1.8Revolving Committed Amount. In connection with the increase to the Revolving Committed Amount being provided on the Amendment Effective Date (as defined below), the Revolving Loans and Participation Interests outstanding on the Amendment Effective Date shall be refinanced with new Revolving Loans made by the Revolving Lenders on the Amendment Effective Date based on the Revolving Lender’s Commitment Percentage (after giving effect to this Amendment). The Borrower shall be responsible for any costs arising under Section 2.15 of the Credit Agreement resulting from such refinancing.
1.9.Joint Documentation Agents. JPMorgan Chase Bank, N.A. and Union Bank, N.A. are hereby added to the Credit Agreement as Joint Documentation Agents (along with U.S. Bank, N.A. and HSBC Bank USA, N.A.).
ARTICLE II
ADDITIONAL LENDER
2.1Joinder. Upon execution of this Amendment, City National Bank (“City National”) shall be a party to the Credit Agreement and shall have all the rights and obligations of a Revolving Lender thereunder and under the Credit Documents. City National (a) represents and warrants that it is legally authorized to enter into the Amendment and the Credit Agreement, and the Amendment and the Credit Agreement are legal, valid and binding obligations of City National, enforceable against it in accordance with their respective terms; (b) confirms that it has received a copy of the Credit Agreement and all of the Exhibits and Schedules thereto, together with copies of the financial statements referred to in Section 3.1 of the Credit Agreement, the financial statements delivered pursuant to Section 5.1 thereof, if any, and such other documents and information as it has deemed appropriate to make its own credit analysis and decision to enter into the Amendment and the Credit Agreement; (c) agrees that it will, independently and without reliance upon the Administrative Agent or any other Lender and based on such documents and information as it shall deem appropriate at the time, continue to make its own credit decisions in taking or not taking action under the Credit Agreement, the other Credit Documents or any other instrument or document furnished pursuant hereto or thereto; and (d) agrees that it will be bound by the provisions of the Credit Agreement and will perform in accordance with its terms all the obligations which by the terms of the Credit Agreement are required to be performed by it as a Revolving Lender. The Commitment Percentage of City National after giving effect to the Amendment shall be the percentage identified as its Commitment Percentage in the Lender Commitment Letter provided to City National by the Administrative Agent on April 10, 2012.

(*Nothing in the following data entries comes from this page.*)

//! Ratatui terminal front end: control loop, grid view, and headless mode.

use std::{
    collections::VecDeque,
    fs::{self, File},
    io::{self, Stdout},
    path::{Path, PathBuf},
    sync::Arc,
    time::{Duration, Instant},
};

use anyhow::{Context, Result};
use crossterm::{
    event::{self, Event, KeyCode, KeyEvent, KeyEventKind, KeyModifiers},
    execute,
    terminal::{EnterAlternateScreen, LeaveAlternateScreen, disable_raw_mode, enable_raw_mode},
};
use life_core::{Rgba, Seed};
use rand::{SeedableRng, rngs::SmallRng};
use ratatui::{
    Frame, Terminal,
    backend::CrosstermBackend,
    layout::{Constraint, Direction, Layout, Rect},
    style::{Color, Modifier, Style},
    text::{Line, Span, Text},
    widgets::{Block, Borders, List, ListItem, Paragraph},
};
use serde::Serialize;
use supports_color::{ColorLevel, Stream, on_cached};
use tracing::{info, warn};

use crate::{
    Renderer, RendererContext,
    input::{InputAction, InputController, KeyStates},
};

const DRAW_INTERVAL_MILLIS: u64 = 50;
const EVENT_LOG_CAPACITY: usize = 8;
const DEFAULT_HEADLESS_FRAMES: usize = 12;
const MAX_HEADLESS_FRAMES: usize = 360;
const HEADLESS_COLUMNS: u16 = 80;
const HEADLESS_ROWS: u16 = 36;

pub struct TerminalRenderer {
    draw_interval: Duration,
}

impl Default for TerminalRenderer {
    fn default() -> Self {
        Self {
            draw_interval: Duration::from_millis(DRAW_INTERVAL_MILLIS),
        }
    }
}

impl Renderer for TerminalRenderer {
    fn name(&self) -> &'static str {
        "terminal"
    }

    fn run(&self, ctx: RendererContext) -> Result<()> {
        if std::env::var_os("LIFE_HEADLESS").is_some() {
            let report = run_headless(ctx, headless_frame_budget())?;
            info!(
                target = "life::terminal",
                frames = report.summary.frame_count,
                final_generation = report.summary.final_generation,
                final_population = report.summary.final_population,
                "Headless run completed"
            );
            return Ok(());
        }

        let mut stdout = io::stdout();
        enable_raw_mode().context("failed to enable raw mode")?;
        execute!(stdout, EnterAlternateScreen).context("failed to enter alternate screen")?;

        let backend = CrosstermBackend::new(stdout);
        let mut terminal = Terminal::new(backend).context("failed to build terminal backend")?;
        terminal.hide_cursor().ok();

        let result = run_event_loop(self, &mut terminal, ctx);

        terminal.show_cursor().ok();
        if let Err(err) = disable_raw_mode() {
            tracing::error!(?err, "failed to disable raw mode");
        }
        if let Err(err) = execute!(terminal.backend_mut(), LeaveAlternateScreen) {
            tracing::error!(?err, "failed to leave alternate screen");
        }

        result
    }
}

fn run_event_loop(
    renderer: &TerminalRenderer,
    terminal: &mut Terminal<CrosstermBackend<Stdout>>,
    ctx: RendererContext,
) -> Result<()> {
    let mut app = TerminalApp::new(renderer, ctx);

    loop {
        let now = Instant::now();
        app.maybe_step_simulation(now);

        if now.duration_since(app.last_draw) >= app.draw_interval {
            terminal.draw(|frame| app.draw(frame))?;
            app.last_draw = now;
        }

        let timeout = renderer.draw_interval;
        if event::poll(timeout).unwrap_or(false) {
            if let Event::Key(key) = event::read()?
                && app.handle_key(key)?
            {
                break;
            }
        } else {
            // No input this frame; let every edge trigger see a release.
            app.controller.release_all();
        }
    }

    Ok(())
}

/// Run `frames` simulation/draw cycles against an in-memory backend and
/// return the collected statistics. Writes a JSON report when
/// `LIFE_HEADLESS_REPORT` names a path.
pub fn run_headless(ctx: RendererContext, frames: usize) -> Result<HeadlessReport> {
    let backend = ratatui::backend::TestBackend::new(HEADLESS_COLUMNS, HEADLESS_ROWS);
    let mut terminal = Terminal::new(backend).context("failed to build test backend")?;
    let renderer = TerminalRenderer::default();
    let mut app = TerminalApp::new(&renderer, ctx);
    let mut report = HeadlessReport::new(app.frame_stats());

    for _ in 0..frames {
        app.step_once();
        report.record(app.frame_stats());
        terminal.draw(|frame| app.draw(frame))?;
    }
    report.finalize();

    if let Some(path) = report_file_path_from_env() {
        report
            .write_json(&path)
            .with_context(|| format!("failed to write headless report to {}", path.display()))?;
    }

    Ok(report)
}

fn headless_frame_budget() -> usize {
    std::env::var("LIFE_HEADLESS_FRAMES")
        .ok()
        .and_then(|raw| raw.trim().parse::<usize>().ok())
        .filter(|value| *value > 0)
        .map(|value| value.min(MAX_HEADLESS_FRAMES))
        .unwrap_or(DEFAULT_HEADLESS_FRAMES)
}

fn report_file_path_from_env() -> Option<PathBuf> {
    std::env::var_os("LIFE_HEADLESS_REPORT").and_then(|raw| {
        if raw.is_empty() {
            None
        } else {
            Some(PathBuf::from(raw))
        }
    })
}

struct TerminalApp {
    world: crate::SharedWorld,
    catalog: crate::SharedCatalog,
    pattern_index: usize,
    controller: InputController,
    rng: SmallRng,
    paused: bool,
    help_visible: bool,
    draw_interval: Duration,
    last_tick: Instant,
    last_draw: Instant,
    palette: Palette,
    event_log: VecDeque<EventEntry>,
    snapshot: Snapshot,
}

2.2.Credit Party Agreement. By execution of this Amendment, each of the Credit Parties agrees that, as of the Amendment Effective Date, City National shall (a) be a party to the Credit Agreement and the other Credit Documents, (b) be a “Revolving Lender” for all purposes of the Credit Agreement and the other Credit Documents, and (c) have the rights and obligations of a Revolving Lender under the Credit Agreement and the other Credit Documents.
2.3Notices. The applicable address, facsimile number and electronic mail address of City National for purposes of Section 9.2 of the Credit Agreement are as set forth in the administrative questionnaire delivered by City National to the Administrative Agent on or before the Amendment Effective Date or to such other address, facsimile number and electronic mail address as shall be designated by City National in a notice to the Administrative Agent.
ARTICLE III
CONDITIONS TO EFFECTIVENESS
3.1Closing Conditions. This Amendment shall become effective as of the day and year set forth above (the “Amendment Effective Date”) upon satisfaction of the following conditions (in form and substance reasonably acceptable to the Administrative Agent):
(a)Executed Amendment. Receipt by the Administrative Agent of counterparts of this Amendment executed by a duly authorized officer of each party hereto.
(b)Executed Lender Consents. Receipt by the Administrative Agent of executed lender consents, in substantially the form ofExhibit A attached hereto (each a “Lender Consent”), from the Lenders authorizing the Administrative Agent to enter into this Amendment on their behalf. The delivery by the Administrative Agent of its signature page to this Amendment shall constitute conclusive evidence that the consents from the Lenders have been obtained.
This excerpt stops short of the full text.